Aos poucos, o burburinho na recepção começou a diminuir. A tarde ia caindo e os moradores, satisfeitos com a surpresa e com os agradecimentos sinceros da nova médica, começaram a se despedir em pequenos grupos. Ruby e as meninas acenaram da porta, prometendo ser as primeiras pacientes caso tivessem alguma ressaca misteriosa no fim de semana, arrancando mais uma risada de Emma.
Quando a porta de vidro se fechou pela última vez, o silêncio que se instalou na clínica trouxe uma energia gostosa de recomeço.
Emma soltou um longo suspiro, os ombros finalmente relaxando depois de tantas emoções. Ela caminhou lentamente até o balcão da recepção, passando os dedos pela madeira recém-envernizada, ainda custando a acreditar que tudo aquilo era seu.
— Um centavo pelos seus pensamentos — A voz rouca de Regina ecoou, vinda do corredor dos consultórios.
A morena vinha caminhando sem pressa, as mãos cruzadas elegantemente à frente do corpo. Ela já tinha deixado de lado aquela postura firme e cheia de autoridade que exibia mais cedo enquanto coordenava o mutirão; agora, restava apenas a mulher que olhava para Emma com um orgulho que não fazia a menor questão de esconder.
— Só estou... tentando processar — Emma admitiu, virando-se de costas para o balcão e apoiando os cotovelos ali, observando Regina se aproximar — Há algumas horas, eu achava que ia passar os próximos meses afogada em burocracia e dívidas por causa do meu pai. E agora... olhe para isso. Está pronto.

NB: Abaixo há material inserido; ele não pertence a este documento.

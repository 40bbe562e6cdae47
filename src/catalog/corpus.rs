//! Corpus loading and deduplication.
//!
//! The ingestion layer writes the corpus either as a JSON array of
//! [`TrackRecord`]s or as JSON Lines. Row order is significant: it becomes the
//! row order of the embedding matrix.

use std::collections::HashSet;
use std::path::Path;

use crate::catalog::TrackRecord;
use crate::error::{DscvrError, Result};

/// Read a corpus file. Accepts a JSON array or one JSON object per line.
/// Artist tags are folded into each record's tags, keeping at most `max_tags`.
pub fn load_corpus(path: impl AsRef<Path>, max_tags: usize) -> Result<Vec<TrackRecord>> {
    let path = path.as_ref();
    if !path.exists() {
        return Err(DscvrError::data(format!(
            "corpus file not found: {}",
            path.display()
        )));
    }
    let contents = std::fs::read_to_string(path)?;
    let records = parse_corpus(&contents, max_tags)?;
    tracing::info!(path = %path.display(), records = records.len(), "corpus loaded");
    Ok(records)
}

/// Parse corpus text, detecting the array vs. JSON Lines layout.
pub fn parse_corpus(contents: &str, max_tags: usize) -> Result<Vec<TrackRecord>> {
    let mut records: Vec<TrackRecord> = if contents.trim_start().starts_with('[') {
        serde_json::from_str(contents)?
    } else {
        contents
            .lines()
            .enumerate()
            .filter(|(_, line)| !line.trim().is_empty())
            .map(|(n, line)| {
                serde_json::from_str(line)
                    .map_err(|e| DscvrError::data(format!("corpus line {}: {e}", n + 1)))
            })
            .collect::<Result<_>>()?
    };

    for rec in &mut records {
        rec.fold_artist_tags(max_tags);
    }
    Ok(records)
}

/// Drop duplicate `(title, artist)` pairs, keeping the first occurrence, and
/// records whose title or artist is blank. Order is preserved.
pub fn dedupe(records: Vec<TrackRecord>) -> Vec<TrackRecord> {
    let mut seen: HashSet<(String, String)> = HashSet::new();
    let mut out = Vec::with_capacity(records.len());

    for rec in records {
        if rec.title.trim().is_empty() || rec.artist.trim().is_empty() {
            tracing::warn!(title = %rec.title, artist = %rec.artist, "skipping record with blank title or artist");
            continue;
        }
        if seen.insert((rec.title.clone(), rec.artist.clone())) {
            out.push(rec);
        }
    }

    out
}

— Storybrooke sabe cuidar de quem importa — Regina parou a poucos centímetros dela, o aroma familiar de maçãs invadindo o espaço de Emma imediatamente — E você faz parte do nosso mundo agora, Swan. Quer você queira, quer não.
Emma sorriu, sentindo um calor confortável se espalhar pelo peito. Ao olhar para os olhos intensos e acolhedores de Regina, qualquer receio ou medo que costumava acompanhá-la diante de sentimentos mais profundos simplesmente não encontrou espaço para crescer. Não precisavam de grandes definições agora; o que elas tinham era real, e era bom.
— Obrigada, Regina — Emma sussurrou, encurtando a distância entre elas e segurando a cintura da morena, trazendo-a para perto — Sei que o Gold deu o empurrão financeiro, mas conheço você. Sei que nada disso teria andado tão rápido se você não estivesse de olho em cada detalhe nos bastidores.
— Alguém tinha que garantir que o Gepeto não pintasse as paredes de um amarelo horroroso — Regina brincou, embora suas mãos tivessem subido naturalmente para a nuca de Emma, os dedos acariciando os fios loiros. Seu tom amoleceu, cheio de carinho — Você merece isso, Emma. Merece um lugar que seja seu.
O beijo que se seguiu foi calmo, desprovido da urgência dos últimos dias no rancho, mas carregado de uma cumplicidade bonita. Ali, entre as paredes com cheiro de tinta nova e o silêncio confortável da clínica, Emma finalmente sentiu que estava exatamente onde deveria estar.